Comme on le voit, Andry Rajoelina n’a par conséquent pas moins de légitimité, sur le papier, que Georges Pompidou même si son arrivée au pouvoir est de toute façon largement antidémocratique. La faible participation au référendum et la réponse finale positive ont donné deux signaux contradictoires sur ce que pouvait être la volonté populaire.

Quoi qu’il en soit, Andry Rajoelina a promulgué en grandes pompes le 11 décembre 2010 la nouvelle Constitution qui installe la IVe République de Madagascar en même temps que l’inauguration du nouvel Hôtel de Ville de Tananarive (brûlé lors du massacre du 13 mai 1972 et qu’il a décidé de reconstruire lorsqu’il était maire de 2007 à 2009) et que le quatre centième anniversaire de la capitale.
Un calendrier électoral inexistant
Et maintenant, concrètement, quelles sont les perspectives électorales des Malgaches ? Car c’est bien de cela qu’il s’agit.
La CENI, sur son site Internet, indique curieusement à l’onglet "Calendrier électoral" la mention : « En cours de préparation ». Cela résume bien l’affaire. Selon la feuille de route, c’est à la CENI que revient la détermination du calendrier électoral. Mais son président, Hery Rakotoamanana, attend un décret de la part du pouvoir exécutif : « Ce serait l’idéal à condition que la majorité, pour ne pas dire tout le monde, veuille avancer concrètement vers les élections. ».

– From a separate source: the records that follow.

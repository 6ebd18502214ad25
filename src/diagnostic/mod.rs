pub mod ansi;
pub mod json;

use crate::ast::Span;
use crate::compiler::CompileError;
use crate::vm::VmError;

#[derive(Debug, Clone)]
pub struct Label {
    pub span: Span,
    pub message: String,
}

#[derive(Debug, Clone)]
pub struct Diagnostic {
    /// Stable identifier such as `MK-P002`, when the error kind has one.
    pub code: Option<&'static str>,
    pub message: String,
    pub labels: Vec<Label>,
    pub notes: Vec<String>,
    pub suggestion: Option<String>,
    pub source: Option<String>,
}

impl Diagnostic {
    pub fn error(message: impl Into<String>) -> Self {
        Diagnostic {
            code: None,
            message: message.into(),
            labels: Vec::new(),
            notes: Vec::new(),
            suggestion: None,
            source: None,
        }
    }

    pub fn with_code(mut self, code: &'static str) -> Self {
        self.code = Some(code);
        self
    }

    pub fn with_span(mut self, span: Span, label: impl Into<String>) -> Self {
        self.labels.push(Label { span, message: label.into() });
        self
    }

    pub fn with_note(mut self, note: impl Into<String>) -> Self {
        self.notes.push(note.into());
        self
    }

    pub fn with_suggestion(mut self, suggestion: impl Into<String>) -> Self {
        self.suggestion = Some(suggestion.into());
        self
    }

    pub fn with_source(mut self, source: impl Into<String>) -> Self {
        self.source = Some(source.into());
        self
    }
}

// ---- From impls for the pipeline's error types ----

impl From<&crate::lexer::LexError> for Diagnostic {
    fn from(e: &crate::lexer::LexError) -> Self {
        let span = Span {
            start: e.position,
            end: e.position + e.snippet.len().max(1),
        };
        let mut d = Diagnostic::error(format!("unexpected input '{}'", e.snippet))
            .with_code("MK-L001")
            .with_span(span, "here");
        if !e.suggestion.is_empty() {
            d = d.with_suggestion(e.suggestion.clone());
        }
        d
    }
}

impl From<&crate::parser::ParseError> for Diagnostic {
    fn from(e: &crate::parser::ParseError) -> Self {
        Diagnostic::error(&e.message)
            .with_code(e.code)
            .with_span(e.span, "here")
    }
}

impl From<&CompileError> for Diagnostic {
    fn from(e: &CompileError) -> Self {
        let code = match e {
            CompileError::UnknownOperator { .. } => "MK-C001",
            CompileError::UndefinedVariable { .. } => "MK-C002",
            CompileError::Code(_) => "MK-C003",
        };
        let d = Diagnostic::error(e.to_string()).with_code(code);
        match e {
            CompileError::UndefinedVariable { name } => {
                d.with_suggestion(format!("bind it first with `let {} = ...;`", name))
            }
            _ => d,
        }
    }
}

impl From<&VmError> for Diagnostic {
    fn from(e: &VmError) -> Self {
        let d = Diagnostic::error(e.to_string()).with_note("raised by the virtual machine");
        match e {
            VmError::StackOverflow | VmError::FrameOverflow => {
                d.with_suggestion("check for recursion without a base case")
            }
            _ => d,
        }
    }
}

impl From<&crate::interpreter::RuntimeError> for Diagnostic {
    fn from(e: &crate::interpreter::RuntimeError) -> Self {
        Diagnostic::error(&e.message)
    }
}
use super::Span;

/// Maps byte offsets to line/column positions within a REPL line or source file.
pub struct SourceMap {
    line_starts: Vec<usize>,
}

impl SourceMap {
    pub fn new(source: &str) -> Self {
        let line_starts = std::iter::once(0)
            .chain(source.match_indices('\n').map(|(i, _)| i + 1))
            .collect();
        SourceMap { line_starts }
    }

    /// Returns (line, col), both 1-based.
    pub fn lookup(&self, offset: usize) -> (usize, usize) {
        let line = match self.line_starts.binary_search(&offset) {
            Ok(i) => i,
            Err(i) => i.saturating_sub(1),
        };
        let col = offset.saturating_sub(self.line_starts[line]);
        (line + 1, col + 1)
    }

    /// Full text of the given 1-based line number, without its line ending.
    pub fn line_text<'a>(&self, source: &'a str, line: usize) -> &'a str {
        if line == 0 || line > self.line_starts.len() {
            return "";
        }
        let start = self.line_starts[line - 1];
        let end = self.line_starts.get(line).copied().unwrap_or(source.len());
        source[start..end].trim_end_matches(['\n', '\r'])
    }

    /// Number of caret columns needed to underline `span` on its first line.
    pub fn underline_width(&self, source: &str, span: Span) -> usize {
        let (line, col) = self.lookup(span.start);
        let remaining = self.line_text(source, line).len().saturating_sub(col - 1);
        span.end.saturating_sub(span.start).min(remaining).max(1)
    }
}

#[cfg(test)]
mod tests {
    use super::*;

    #[test]
    fn single_line() {
        let src = "let x = 5;";
        let sm = SourceMap::new(src);
        assert_eq!(sm.lookup(0), (1, 1));
        assert_eq!(sm.lookup(4), (1, 5));
        assert_eq!(sm.lookup(10), (1, 11));
    }

    #[test]
    fn multi_line() {
        let src = "let a = 1;\nlet b = 2;\na + b";
        let sm = SourceMap::new(src);
        assert_eq!(sm.lookup(10), (1, 11)); // '\n' belongs to line 1
        assert_eq!(sm.lookup(11), (2, 1));
        assert_eq!(sm.lookup(22), (3, 1));
        assert_eq!(sm.line_text(src, 2), "let b = 2;");
        assert_eq!(sm.line_text(src, 3), "a + b");
    }

    #[test]
    fn line_text_out_of_bounds() {
        let src = "puts(1)";
        let sm = SourceMap::new(src);
        assert_eq!(sm.line_text(src, 0), "");
        assert_eq!(sm.line_text(src, 99), "");
    }

    #[test]
    fn crlf_is_trimmed() {
        let src = "let a = 1;\r\na";
        let sm = SourceMap::new(src);
        assert_eq!(sm.line_text(src, 1), "let a = 1;");
    }

    #[test]
    fn empty_source() {
        let sm = SourceMap::new("");
        assert_eq!(sm.lookup(0), (1, 1));
        assert_eq!(sm.line_text("", 1), "");
    }

    #[test]
    fn underline_is_clamped_to_line() {
        let src = "\"abc\ndef";
        let sm = SourceMap::new(src);
        assert_eq!(sm.underline_width(src, Span { start: 0, end: 8 }), 4);
        assert_eq!(sm.underline_width(src, Span { start: 2, end: 2 }), 1);
    }
}
pub mod auth;
pub mod configuration;
pub mod error;
pub mod middleware;
pub mod models;
pub mod routes;
pub mod startup;
pub mod telemetry;
pub mod validators;
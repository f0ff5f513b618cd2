/// Admin user-management routes
///
/// Field-level CRUD on user records, restricted to callers whose role
/// passes the user-management capability check.

use actix_web::{web, HttpResponse};
use serde::{Deserialize, Serialize};
use sqlx::PgPool;
use uuid::Uuid;

use crate::auth::Claims;
use crate::error::{AppError, AuthError, ValidationError};
use crate::models::{Role, User, UserResponse};

const DEFAULT_PAGE_SIZE: i64 = 20;
const MAX_PAGE_SIZE: i64 = 100;

#[derive(Deserialize)]
pub struct ListUsersQuery {
    pub page: Option<i64>,
    pub limit: Option<i64>,
    pub role: Option<Role>,
}

#[derive(Serialize)]
pub struct UserListResponse {
    pub users: Vec<UserResponse>,
    pub total: i64,
    pub page: i64,
    pub limit: i64,
}

#[derive(Deserialize)]
pub struct AdminUpdateUserRequest {
    pub role: Option<Role>,
    pub is_active: Option<bool>,
    pub is_email_verified: Option<bool>,
}

#[derive(Serialize)]
pub struct MessageResponse {
    pub message: String,
}

fn require_user_management(claims: &Claims) -> Result<(), AppError> {
    if !claims.role.can_manage_users() {
        tracing::warn!(user_id = %claims.sub, role = %claims.role, "Admin route denied");
        return Err(AppError::Auth(AuthError::InsufficientPermissions));
    }
    Ok(())
}

fn parse_user_id(raw: &str) -> Result<Uuid, AppError> {
    Uuid::parse_str(raw).map_err(|_| {
        AppError::Validation(ValidationError::InvalidFormat(
            "user id has invalid format".to_string(),
        ))
    })
}

/// GET /admin/users
///
/// Paginated listing of non-deleted users, optionally filtered by
/// role.
pub async fn list_users(
    query: web::Query<ListUsersQuery>,
    claims: web::ReqData<Claims>,
    pool: web::Data<PgPool>,
) -> Result<HttpResponse, AppError> {
    require_user_management(&claims)?;

    let page = query.page.unwrap_or(1).max(1);
    let limit = query
        .limit
        .unwrap_or(DEFAULT_PAGE_SIZE)
        .clamp(1, MAX_PAGE_SIZE);
    let offset = (page - 1) * limit;

    let users = User::list(pool.get_ref(), limit, offset, query.role).await?;
    let total = User::count(pool.get_ref(), query.role).await?;

    Ok(HttpResponse::Ok().json(UserListResponse {
        users: users.iter().map(User::to_response).collect(),
        total,
        page,
        limit,
    }))
}

/// GET /admin/users/{id}
pub async fn get_user(
    path: web::Path<String>,
    claims: web::ReqData<Claims>,
    pool: web::Data<PgPool>,
) -> Result<HttpResponse, AppError> {
    require_user_management(&claims)?;
    let user_id = parse_user_id(&path)?;

    let user = User::find_by_id(pool.get_ref(), user_id)
        .await?
        .ok_or_else(|| AppError::NotFound("User not found".to_string()))?;

    Ok(HttpResponse::Ok().json(user.to_response()))
}

/// PATCH /admin/users/{id}
///
/// Partial update of role, active flag, and email-verified flag.
pub async fn update_user(
    path: web::Path<String>,
    form: web::Json<AdminUpdateUserRequest>,
    claims: web::ReqData<Claims>,
    pool: web::Data<PgPool>,
) -> Result<HttpResponse, AppError> {
    require_user_management(&claims)?;
    let user_id = parse_user_id(&path)?;

    let updated = User::admin_update(
        pool.get_ref(),
        user_id,
        form.role,
        form.is_active,
        form.is_email_verified,
    )
    .await?
    .ok_or_else(|| AppError::NotFound("User not found".to_string()))?;

    tracing::info!(user_id = %updated.id, admin_id = %claims.sub, "User updated by admin");
    Ok(HttpResponse::Ok().json(updated.to_response()))
}

/// DELETE /admin/users/{id}
///
/// Soft delete: the account is deactivated and excluded from every
/// live-user query from here on.
pub async fn delete_user(
    path: web::Path<String>,
    claims: web::ReqData<Claims>,
    pool: web::Data<PgPool>,
) -> Result<HttpResponse, AppError> {
    require_user_management(&claims)?;
    let user_id = parse_user_id(&path)?;

    let deleted = User::soft_delete(pool.get_ref(), user_id).await?;
    if !deleted {
        return Err(AppError::NotFound("User not found".to_string()));
    }

    tracing::info!(user_id = %user_id, admin_id = %claims.sub, "User soft-deleted by admin");
    Ok(HttpResponse::Ok().json(MessageResponse {
        message: "User deleted successfully".to_string(),
    }))
}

Car des élections, le Président autoproclamé en a promis depuis longtemps. Le 12 mai 2010, par exemple, il proposait de fixer les élections législatives au 30 septembre 2010 et l’élection présidentielle au 26 novembre 2010. La dernière fois, c’était le 2 mars 2011 où il disait : « Il faut mettre fin à la transition avant la fin de cette année. Les présidentielles et les législatives se tiendront entre le 1er mai et le 30 novembre 2011. ».

Le 30 novembre est une date vraiment limite pour l’année à Madagascar car elle correspond au début de la saison des pluies et les transports deviennent alors très pénibles dans les régions où il n’y a pas de route goudronnée. Or, aucune date n’a encore été décidée au 15 septembre 2011, ce qui donne une grande probabilité pour que les élections générales soient une fois encore reportées au mieux vers le mois de mai 2012.

Cependant, la responsabilité d’Andry Rajoelina n’est pas la seule en cause. Il a bien sûr tout intérêt à faire durer la transition puisqu’il en assure la Présidence. Mais des proches de son prédécesseur, Marc Ravalomanana, semblent eux aussi vouloir faire durer les choses afin de prouver que la transition s’enlise et revenir en force au moment adéquat.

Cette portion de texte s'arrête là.